As the article notes: “that includes the possibility that supply chains could be intercepted by terrorists, a point addressed by Ken McCallum, head of Britain’s domestic intelligence service MI5. Asked about the pager operation at a rare press conference in October, McCallum replied that an important aspect of MI5’s work was to “stay ahead of where terrorism might get to”.
It should be noted supply chain sabotage and assassinations are hardly new methods of gaining an advantage over an adversary.
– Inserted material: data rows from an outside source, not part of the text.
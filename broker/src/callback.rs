use std::any::Any;
use std::sync::Arc;

/// Monotonically increasing registration id, unique within one kind's
/// subscriber list in one scope.
pub type CallbackId = u64;

/// Presented back to the broker to unregister a previously registered
/// callback subscriber.
pub struct CallbackToken<K> {
    pub(crate) kind: K,
    pub(crate) id: CallbackId,
}

/// Sized wrapper so an unsized handler type (`dyn Fn(..)`) can be erased
/// into `Arc<dyn Any + Send + Sync>` and downcast back; see the identical
/// trick in `interface::Boxed`.
struct Boxed<T: ?Sized>(Arc<T>);

struct Subscriber {
    id: CallbackId,
    handler: Arc<dyn Any + Send + Sync>,
}

/// Ordered, multi-subscriber list of handlers registered under callback
/// kinds of type `K`. Unlike [`crate::interface::InterfaceTable`], every
/// subscriber fires on every `fire` call — there is no shadowing.
pub struct CallbackTable<K: Eq + std::hash::Hash + Clone> {
    subscribers: std::collections::HashMap<K, Vec<Subscriber>>,
    next_id: CallbackId,
}

impl<K: Eq + std::hash::Hash + Clone> Default for CallbackTable<K> {
    fn default() -> Self {
        CallbackTable {
            subscribers: std::collections::HashMap::new(),
            next_id: 0,
        }
    }
}

impl<K: Eq + std::hash::Hash + Clone> CallbackTable<K> {
    pub fn new() -> Self {
        Self::default()
    }

    /// Subscribes `handler` to `kind`, appending it to the end of the
    /// subscriber list. Registration order is fire order.
    pub fn register<H>(&mut self, kind: K, handler: Arc<H>) -> CallbackToken<K>
    where
        H: ?Sized + Send + Sync + 'static,
    {
        let id = self.next_id;
        self.next_id += 1;

        self.subscribers.entry(kind.clone()).or_default().push(Subscriber {
            id,
            handler: Arc::new(Boxed(handler)),
        });

        CallbackToken { kind, id }
    }

    /// Removes a previously registered subscriber. Unlike interfaces,
    /// callbacks may be unregistered regardless of position in the list.
    pub fn unregister(&mut self, token: CallbackToken<K>) {
        if let Some(list) = self.subscribers.get_mut(&token.kind) {
            list.retain(|s| s.id != token.id);
        }
    }

    /// Invokes `visit` once per subscriber of `kind` whose handler was
    /// registered as an `H`, in registration order, within this scope only.
    /// The broker composes arena-then-root order across scopes.
    pub fn for_each<H>(&self, kind: &K, mut visit: impl FnMut(&H))
    where
        H: ?Sized + Send + Sync + 'static,
    {
        if let Some(list) = self.subscribers.get(kind) {
            for sub in list {
                if let Some(boxed) = sub.handler.downcast_ref::<Boxed<H>>() {
                    visit(&boxed.0);
                }
            }
        }
    }

    pub fn has(&self, kind: &K) -> bool {
        self.subscribers.get(kind).map_or(false, |s| !s.is_empty())
    }

    pub(crate) fn has_any(&self) -> bool {
        self.subscribers.values().any(|s| !s.is_empty())
    }
}
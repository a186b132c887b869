//! Manual binary wire format scaffolding shared by every packet definition
//! in `zone_core::protocol`. Kept deliberately separate from `serde`: these
//! packets are fixed-layout, checksum-bearing, and size-capped (spec.md §6),
//! which a manual `Serialize`/`Deserialize` pair expresses more directly
//! than a derive macro would.

use std::io;

pub type WireResult<T> = Result<T, WireError>;

#[derive(Debug, Eq, PartialEq)]
pub enum WireError {
    /// Not enough room in the destination/source to complete the operation;
    /// retryable once more capacity/data is available.
    Wait,
    Fatal(WireErrorKind),
}

#[derive(Debug, Eq, PartialEq)]
pub enum WireErrorKind {
    PayloadTooLarge,
    EmptyPayload,
    BadChecksum,
    BadLength,
    Io(io::ErrorKind),
}

impl From<io::Error> for WireError {
    #[inline]
    fn from(io_error: io::Error) -> Self {
        match io_error.kind() {
            io::ErrorKind::WouldBlock => WireError::Wait,
            kind => WireError::Fatal(WireErrorKind::Io(kind)),
        }
    }
}

pub trait ErrorUtils {
    fn has_failed(&self) -> bool;
}

impl<T> ErrorUtils for WireResult<T> {
    #[inline]
    fn has_failed(&self) -> bool {
        !matches!(self, Ok(_) | Err(WireError::Wait))
    }
}

/// Augmented `io::Write` that is aware of the amount of remaining free
/// capacity in the destination.
pub trait SizedWrite: io::Write {
    fn free_capacity(&self) -> usize;
}

/// Augmented `io::Read` that is aware of the amount of remaining data in
/// the source.
pub trait SizedRead: io::Read {
    fn remaining_data(&self) -> usize;
}

impl SizedWrite for io::Cursor<&mut [u8]> {
    #[inline]
    fn free_capacity(&self) -> usize {
        self.get_ref().len() - self.position() as usize
    }
}

impl SizedRead for io::Cursor<&[u8]> {
    #[inline]
    fn remaining_data(&self) -> usize {
        self.get_ref().len() - self.position() as usize
    }
}

/// Trait for manually serialized wire objects. Implementors must check the
/// remaining free capacity upfront and only write if everything fits,
/// returning `WireError::Wait` rather than a partial write.
pub trait Serialize {
    fn serialize<W: SizedWrite>(&self, stream: &mut W) -> WireResult<()>;
}

/// Trait for manually deserialized wire objects.
pub trait Deserialize: Sized {
    fn deserialize<R: SizedRead>(stream: &mut R) -> WireResult<Self>;
}

/// Batched payload messages, written/read until the stream runs out of
/// room/data. Used to coalesce multiple outbound packets (e.g. the
/// concatenated `PlayerEntering` burst of spec.md §4.6) into one transport
/// send.
pub struct PayloadBatch<P> {
    data: Vec<P>,
}

impl<P> Default for PayloadBatch<P> {
    fn default() -> Self {
        PayloadBatch { data: Vec::new() }
    }
}

impl<P> PayloadBatch<P> {
    #[inline]
    pub fn new() -> PayloadBatch<P> {
        PayloadBatch::default()
    }

    #[inline]
    pub fn len(&self) -> usize {
        self.data.len()
    }

    #[inline]
    pub fn is_empty(&self) -> bool {
        self.data.is_empty()
    }
}

impl<P: Serialize> PayloadBatch<P> {
    #[inline]
    pub fn push(&mut self, payload: P) {
        self.data.push(payload)
    }

    #[inline]
    pub fn drain(&mut self) -> impl Iterator<Item = P> + '_ {
        self.data.drain(..)
    }

    /// Writes as many payload messages as possible to the destination
    /// stream, draining the backlog by however many made it out.
    pub fn write<W: SizedWrite>(&mut self, stream: &mut W) -> WireResult<()> {
        let mut sent = 0;

        for payload in self.data.iter() {
            match payload.serialize(stream) {
                Ok(_) => sent += 1,
                Err(WireError::Wait) => break,
                Err(error) => return Err(error),
            }
        }

        if sent == 0 {
            return Err(WireError::Wait);
        }

        self.data.drain(..sent);
        Ok(())
    }
}


impl<P: Deserialize> PayloadBatch<P> {
    /// Reads as many messages as possible from the source stream into the
    /// current batch.
    pub fn read<R: SizedRead>(&mut self, stream: &mut R) -> WireResult<()> {
        while stream.remaining_data() > 0 {
            self.data.push(P::deserialize(stream)?)
        }

        Ok(())
    }
}
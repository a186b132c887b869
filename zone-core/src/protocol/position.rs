//! Wire layout for the inbound `Position` packet and the two outbound
//! variants fan-out picks between (spec.md §4.7, C7).

use flux::wire::{Deserialize, Serialize, SizedRead, SizedWrite, WireError, WireErrorKind, WireResult};
use std::io::{Read, Write};

pub const POSITION_PACKET_TYPE: u8 = 0x28;
pub const WEAPON_PACKET_TYPE: u8 = 0x05;

/// Sentinel position meaning "post-death, pre-respawn"; fan-out silently
/// drops packets at this position rather than broadcasting it.
pub const DEAD_SENTINEL: (i16, i16) = (-1, -1);

#[derive(Clone, Copy, Debug, Default)]
pub struct WeaponData {
    pub kind: u8,
    pub level: u8,
    pub shrap: u8,
    pub shrap_level: u8,
}

impl WeaponData {
    pub fn is_none(&self) -> bool {
        self.kind == 0
    }
}

/// An inbound position update, 20 bytes with an optional 10-byte extra
/// tail (32 bytes total with the extra data included).
#[derive(Clone, Copy, Debug)]
pub struct PositionPacket {
    pub rotation: u8,
    pub time: u32,
    pub x: i16,
    pub weapon: WeaponData,
    pub bounty: u16,
    pub id: u16,
    pub status_flags: u8,
    pub y: i16,
    pub x_vel: i16,
    pub y_vel: i16,
    pub checksum: u8,
    pub energy: u16,
    pub extra: Option<[u8; 10]>,
}

impl PositionPacket {
    /// XOR of the first 22 bytes; must be zero for a non-fake sender
    /// (spec.md §4.7).
    pub fn compute_checksum(bytes: &[u8]) -> u8 {
        bytes[..22.min(bytes.len())].iter().fold(0u8, |acc, b| acc ^ b)
    }

    pub fn is_dead_sentinel(&self) -> bool {
        (self.x, self.y) == DEAD_SENTINEL
    }
}

impl Deserialize for PositionPacket {
    fn deserialize<R: SizedRead>(stream: &mut R) -> WireResult<Self> {
        if stream.remaining_data() < 20 {
            return Err(WireError::Fatal(WireErrorKind::BadLength));
        }

        let mut header = [0u8; 20];
        stream.read_exact(&mut header)?;

        let rotation = header[0];
        let time16 = u16::from_le_bytes([header[1], header[2]]) as u32;
        let x = i16::from_le_bytes([header[3], header[4]]);
        let weapon = WeaponData {
            kind: header[5],
            level: header[6] & 0x0f,
            shrap: header[7],
            shrap_level: header[8] & 0x0f,
        };
        let bounty = u16::from_le_bytes([header[9], header[10]]);
        let id = u16::from_le_bytes([header[11], header[12]]);
        let status_flags = header[13];
        let y = i16::from_le_bytes([header[14], header[15]]);
        let x_vel = i16::from_le_bytes([header[16], header[17]]);
        let checksum = header[18];
        let y_vel = i16::from_le_bytes([header[19], 0]);

        let extra = if stream.remaining_data() >= 10 {
            let mut tail = [0u8; 10];
            stream.read_exact(&mut tail)?;
            Some(tail)
        } else {
            None
        };

        Ok(PositionPacket {
            rotation,
            time: time16,
            x,
            weapon,
            bounty,
            id,
            status_flags,
            y,
            x_vel,
            y_vel,
            checksum,
            energy: 0,
            extra,
        })
    }
}

/// Outbound packet after fan-out has decided the recipient's variant
/// (weapon vs position, optional energy/extra tail).
pub struct OutgoingPacket {
    pub packet_type: u8,
    pub sender_id: u16,
    pub position: PositionPacket,
    pub include_energy: bool,
    pub include_extra: bool,
}

impl Serialize for OutgoingPacket {
    fn serialize<W: SizedWrite>(&self, stream: &mut W) -> WireResult<()> {
        let mut size = 1 + 21;
        if self.include_energy {
            size += 2;
        }
        if self.include_extra {
            size += 10;
        }
        if stream.free_capacity() < size {
            return Err(WireError::Wait);
        }

        let p = &self.position;
        stream.write_all(&[self.packet_type])?;
        stream.write_all(&[p.rotation])?;
        stream.write_all(&(p.time as u16).to_le_bytes())?;
        stream.write_all(&p.x.to_le_bytes())?;
        stream.write_all(&[p.weapon.kind, p.weapon.level, p.weapon.shrap, p.weapon.shrap_level])?;
        stream.write_all(&p.bounty.to_le_bytes())?;
        stream.write_all(&self.sender_id.to_le_bytes())?;
        stream.write_all(&[p.status_flags])?;
        stream.write_all(&p.y.to_le_bytes())?;
        stream.write_all(&p.x_vel.to_le_bytes())?;
        stream.write_all(&[p.checksum])?;
        stream.write_all(&p.y_vel.to_le_bytes())?;

        if self.include_energy {
            stream.write_all(&p.energy.to_le_bytes())?;
        }
        if self.include_extra {
            stream.write_all(&p.extra.unwrap_or([0u8; 10]))?;
        }

        Ok(())
    }
}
Going as far back as ancient times, armies used spies to act as merchants to discover what their adversaries were up to or use nefarious tactics to poison water supplies.
“More recently, during the cold war, the CIA smuggled flawed computer chips into supply chains that the Soviet Union used to steal western technology via commercial front companies”, the FT notes.
“The most successful example of the CIA’s campaign was some malfunctioning software that blew apart a gas pipeline in a three-kiloton explosion in 1982. No one was killed, and the repairs cost the Kremlin millions of roubles it could ill-afford.”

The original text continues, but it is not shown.